• Work instructions: Nothing but a number belongs in the answer: how many lines of the records below contain the string "retcode".
____ Recorded information
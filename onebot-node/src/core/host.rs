//! Capabilities the workflow host provides to the node.
//!
//! The host runs the node in two contexts with different capability sets:
//! execution ([`ExecuteContext`]) and dropdown population
//! ([`LoadOptionsContext`]). Both reach the OneBot server through an
//! [`ApiClient`].

use std::sync::Arc;

use async_trait::async_trait;
use serde::{Deserialize, Serialize};
use serde_json::{Map, Value, json};

use crate::core::action::HttpMethod;
use crate::core::request::RequestSpec;
use crate::error::{Error, Result};

/// Node-level parameter names.
pub mod params {
    pub const RESOURCE: &str = "resource";
    pub const OPERATION: &str = "operation";
    pub const MESSAGE: &str = "message";
    pub const USER_ID: &str = "user_id";
    pub const GROUP_ID: &str = "group_id";
    pub const FORWARD_MODE: &str = "forward_mode";
}

// ============================================================================
// API Client
// ============================================================================

/// Outbound HTTP contract towards the OneBot server.
///
/// Implementations own authentication and the base URL; `path` is relative
/// to that base.
#[async_trait]
pub trait ApiClient: Send + Sync {
    async fn request(
        &self,
        method: HttpMethod,
        path: &str,
        body: Option<&Value>,
        query: Option<&Value>,
    ) -> Result<Value>;

    async fn send(&self, spec: &RequestSpec) -> Result<Value> {
        let body = spec.body_value();
        self.request(spec.method, &spec.path, body.as_ref(), spec.query.as_ref())
            .await
    }
}

#[async_trait]
impl<T: ApiClient + ?Sized> ApiClient for Arc<T> {
    async fn request(
        &self,
        method: HttpMethod,
        path: &str,
        body: Option<&Value>,
        query: Option<&Value>,
    ) -> Result<Value> {
        (**self).request(method, path, body, query).await
    }
}

// ============================================================================
// Items
// ============================================================================

/// One unit of workflow data handed to the node.
#[derive(Debug, Clone, Default, PartialEq, Serialize, Deserialize)]
pub struct InputItem {
    #[serde(default)]
    pub json: Value,
    /// Parameter values resolved for this item, overriding node-level values.
    #[serde(default)]
    pub parameters: Map<String, Value>,
}

impl InputItem {
    pub fn new(json: Value) -> Self {
        Self {
            json,
            parameters: Map::new(),
        }
    }

    pub fn with_parameter(mut self, name: impl Into<String>, value: impl Into<Value>) -> Self {
        self.parameters.insert(name.into(), value.into());
        self
    }
}

#[derive(Debug, Clone, Copy, PartialEq, Eq, Serialize, Deserialize)]
pub struct PairedItem {
    pub item: usize,
}

/// One unit of result data, linked back to the input item that produced it.
#[derive(Debug, Clone, PartialEq, Serialize, Deserialize)]
pub struct OutputItem {
    pub json: Value,
    #[serde(rename = "pairedItem")]
    pub paired_item: PairedItem,
}

impl OutputItem {
    pub fn new(json: Value, index: usize) -> Self {
        Self {
            json,
            paired_item: PairedItem { item: index },
        }
    }

    /// Wrap a raw API response. Arrays become one item per element, anything
    /// else a single item; values are never altered.
    pub fn from_response(response: Value, index: usize) -> Vec<Self> {
        match response {
            Value::Array(values) => values.into_iter().map(|v| Self::new(v, index)).collect(),
            other => vec![Self::new(other, index)],
        }
    }

    /// Item emitted in place of a failed request when the host continues on failure.
    pub fn error(err: &Error, index: usize) -> Self {
        Self::new(json!({ "error": err.to_string() }), index)
    }
}

// ============================================================================
// Parameter access
// ============================================================================

/// Read access to the parameters of each input item.
pub trait ParameterSource {
    fn parameter(&self, name: &str, index: usize) -> Option<Value>;

    fn string_param(&self, name: &'static str, index: usize) -> Result<String> {
        let value = self
            .parameter(name, index)
            .ok_or(Error::MissingParameter { name, item: index })?;
        value_to_string(value, name, index)
    }

    fn id_param(&self, name: &'static str, index: usize) -> Result<i64> {
        let value = self
            .parameter(name, index)
            .ok_or(Error::MissingParameter { name, item: index })?;
        value_to_id(&value, name, index)
    }

    /// Missing flags read as `false`.
    fn bool_param(&self, name: &'static str, index: usize) -> Result<bool> {
        match self.parameter(name, index) {
            None | Some(Value::Null) => Ok(false),
            Some(Value::Bool(b)) => Ok(b),
            Some(Value::String(s)) => match s.trim() {
                "true" => Ok(true),
                "false" | "" => Ok(false),
                _ => Err(invalid(name, index, "is not a boolean")),
            },
            Some(_) => Err(invalid(name, index, "is not a boolean")),
        }
    }
}

fn invalid(name: &'static str, item: usize, reason: &str) -> Error {
    Error::InvalidParameter {
        name,
        item,
        reason: reason.to_string(),
    }
}

fn value_to_string(value: Value, name: &'static str, index: usize) -> Result<String> {
    match value {
        Value::String(s) => Ok(s),
        Value::Number(n) => Ok(n.to_string()),
        Value::Bool(b) => Ok(b.to_string()),
        Value::Null => Err(Error::MissingParameter { name, item: index }),
        _ => Err(invalid(name, index, "is not a string")),
    }
}

/// Ids arrive as numbers from expressions and as strings from dropdowns.
pub(crate) fn value_to_id(value: &Value, name: &'static str, index: usize) -> Result<i64> {
    match value {
        Value::Number(n) => n
            .as_i64()
            .ok_or_else(|| invalid(name, index, "is not an integer id")),
        Value::String(s) if s.trim().is_empty() => {
            Err(Error::MissingParameter { name, item: index })
        }
        Value::String(s) => s
            .trim()
            .parse()
            .map_err(|_| invalid(name, index, "is not an integer id")),
        Value::Null => Err(Error::MissingParameter { name, item: index }),
        _ => Err(invalid(name, index, "is not an integer id")),
    }
}

// ============================================================================
// Contexts
// ============================================================================

/// Capabilities available while the node executes.
pub trait ExecuteContext: ParameterSource + Send + Sync {
    fn input_items(&self) -> &[InputItem];

    fn client(&self) -> &dyn ApiClient;

    /// Turn per-item failures into error items instead of aborting.
    fn continue_on_fail(&self) -> bool {
        false
    }
}

/// Capabilities available while the host populates a dropdown.
pub trait LoadOptionsContext: Send + Sync {
    /// Value currently selected for another parameter of the node.
    fn current_parameter(&self, name: &str) -> Option<Value>;

    fn client(&self) -> &dyn ApiClient;
}

/// In-memory [`ExecuteContext`]: node-level parameters plus per-item overrides.
pub struct ItemBatch {
    parameters: Map<String, Value>,
    items: Vec<InputItem>,
    client: Arc<dyn ApiClient>,
    continue_on_fail: bool,
}

impl ItemBatch {
    pub fn new(client: Arc<dyn ApiClient>) -> Self {
        Self {
            parameters: Map::new(),
            items: Vec::new(),
            client,
            continue_on_fail: false,
        }
    }

    pub fn with_parameter(mut self, name: impl Into<String>, value: impl Into<Value>) -> Self {
        self.parameters.insert(name.into(), value.into());
        self
    }

    pub fn with_parameters(mut self, parameters: Map<String, Value>) -> Self {
        self.parameters.extend(parameters);
        self
    }

    pub fn with_item(mut self, item: InputItem) -> Self {
        self.items.push(item);
        self
    }

    pub fn with_items(mut self, items: impl IntoIterator<Item = InputItem>) -> Self {
        self.items.extend(items);
        self
    }

    pub fn with_continue_on_fail(mut self, enabled: bool) -> Self {
        self.continue_on_fail = enabled;
        self
    }
}

impl ParameterSource for ItemBatch {
    fn parameter(&self, name: &str, index: usize) -> Option<Value> {
        self.items
            .get(index)
            .and_then(|item| item.parameters.get(name))
            .or_else(|| self.parameters.get(name))
            .cloned()
    }
}

impl ExecuteContext for ItemBatch {
    fn input_items(&self) -> &[InputItem] {
        &self.items
    }

    fn client(&self) -> &dyn ApiClient {
        self.client.as_ref()
    }

    fn continue_on_fail(&self) -> bool {
        self.continue_on_fail
    }
}

/// In-memory [`LoadOptionsContext`].
pub struct StaticOptionsContext {
    parameters: Map<String, Value>,
    client: Arc<dyn ApiClient>,
}

impl StaticOptionsContext {
    pub fn new(client: Arc<dyn ApiClient>, parameters: Map<String, Value>) -> Self {
        Self { parameters, client }
    }
}

impl LoadOptionsContext for StaticOptionsContext {
    fn current_parameter(&self, name: &str) -> Option<Value> {
        self.parameters.get(name).cloned()
    }

    fn client(&self) -> &dyn ApiClient {
        self.client.as_ref()
    }
}

#[cfg(test)]
mod tests {
    use super::*;
    use crate::driver::MockApiClient;

    fn batch() -> ItemBatch {
        ItemBatch::new(Arc::new(MockApiClient::new()))
            .with_parameter(params::GROUP_ID, 100)
            .with_item(InputItem::default())
            .with_item(InputItem::default().with_parameter(params::GROUP_ID, "200"))
    }

    #[test]
    fn item_parameters_override_node_parameters() {
        let batch = batch();
        assert_eq!(batch.id_param(params::GROUP_ID, 0).unwrap(), 100);
        assert_eq!(batch.id_param(params::GROUP_ID, 1).unwrap(), 200);
    }

    #[test]
    fn missing_and_malformed_ids() {
        let batch = batch().with_parameter(params::USER_ID, "abc");
        assert!(matches!(
            batch.id_param(params::MESSAGE, 0),
            Err(Error::MissingParameter { name: "message", item: 0 })
        ));
        assert!(matches!(
            batch.id_param(params::USER_ID, 1),
            Err(Error::InvalidParameter { name: "user_id", item: 1, .. })
        ));
    }

    #[test]
    fn missing_flag_reads_false() {
        let batch = batch();
        assert!(!batch.bool_param(params::FORWARD_MODE, 0).unwrap());
        let batch = batch.with_parameter(params::FORWARD_MODE, true);
        assert!(batch.bool_param(params::FORWARD_MODE, 1).unwrap());
    }

    #[test]
    fn array_responses_become_one_item_each() {
        let items = OutputItem::from_response(json!([{ "a": 1 }, { "a": 2 }]), 3);
        assert_eq!(items.len(), 2);
        assert!(items.iter().all(|i| i.paired_item.item == 3));

        let items = OutputItem::from_response(json!({ "retcode": 0 }), 1);
        assert_eq!(items, vec![OutputItem::new(json!({ "retcode": 0 }), 1)]);
    }
}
________
• Exercise output: 2